EXERCISE: Every line holding the string "value" is to be copied from the entries below.

INFORMATION:
- - - -

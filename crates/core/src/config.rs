//! Core runtime configuration.
//!
//! Configuration is resolved once at process startup and then passed into
//! core services. The intent is to avoid reading process-wide environment
//! variables during request handling, which can lead to inconsistent
//! behaviour in multi-threaded runtimes and test harnesses.

use std::time::Duration;

use crate::{PatientError, PatientResult};

/// Default deadline for the synchronous billing provisioning call.
pub const DEFAULT_BILLING_TIMEOUT: Duration = Duration::from_secs(5);

/// Core configuration resolved at startup.
#[derive(Clone, Debug)]
pub struct CoreConfig {
    billing_timeout: Duration,
}

impl CoreConfig {
    /// Create a new `CoreConfig`.
    pub fn new(billing_timeout: Duration) -> PatientResult<Self> {
        if billing_timeout.is_zero() {
            return Err(PatientError::InvalidInput(
                "billing timeout cannot be zero".into(),
            ));
        }

        Ok(Self { billing_timeout })
    }

    pub fn billing_timeout(&self) -> Duration {
        self.billing_timeout
    }
}

impl Default for CoreConfig {
    fn default() -> Self {
        Self {
            billing_timeout: DEFAULT_BILLING_TIMEOUT,
        }
    }
}

/// Parse the billing timeout from an optional millisecond string value.
///
/// If `value` is `None` or empty/whitespace, returns
/// [`DEFAULT_BILLING_TIMEOUT`].
pub fn billing_timeout_from_env_value(value: Option<String>) -> PatientResult<Duration> {
    let value = value
        .map(|v| v.trim().to_string())
        .filter(|v| !v.is_empty());

    let Some(value) = value else {
        return Ok(DEFAULT_BILLING_TIMEOUT);
    };

    let millis: u64 = value.parse().map_err(|_| {
        PatientError::InvalidInput(format!(
            "billing timeout must be a whole number of milliseconds, got {value:?}"
        ))
    })?;
    if millis == 0 {
        return Err(PatientError::InvalidInput(
            "billing timeout cannot be zero".into(),
        ));
    }

    Ok(Duration::from_millis(millis))
}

- - - -

OUTPUT OF THE TASK:
/// Parse the billing timeout from an optional millisecond string value.
/// If `value` is `None` or empty/whitespace, returns
pub fn billing_timeout_from_env_value(value: Option<String>) -> PatientResult<Duration> {
    let value = value
    let Some(value) = value else {
    let millis: u64 = value.parse().map_err(|_| {
            "billing timeout must be a whole number of milliseconds, got {value:?}"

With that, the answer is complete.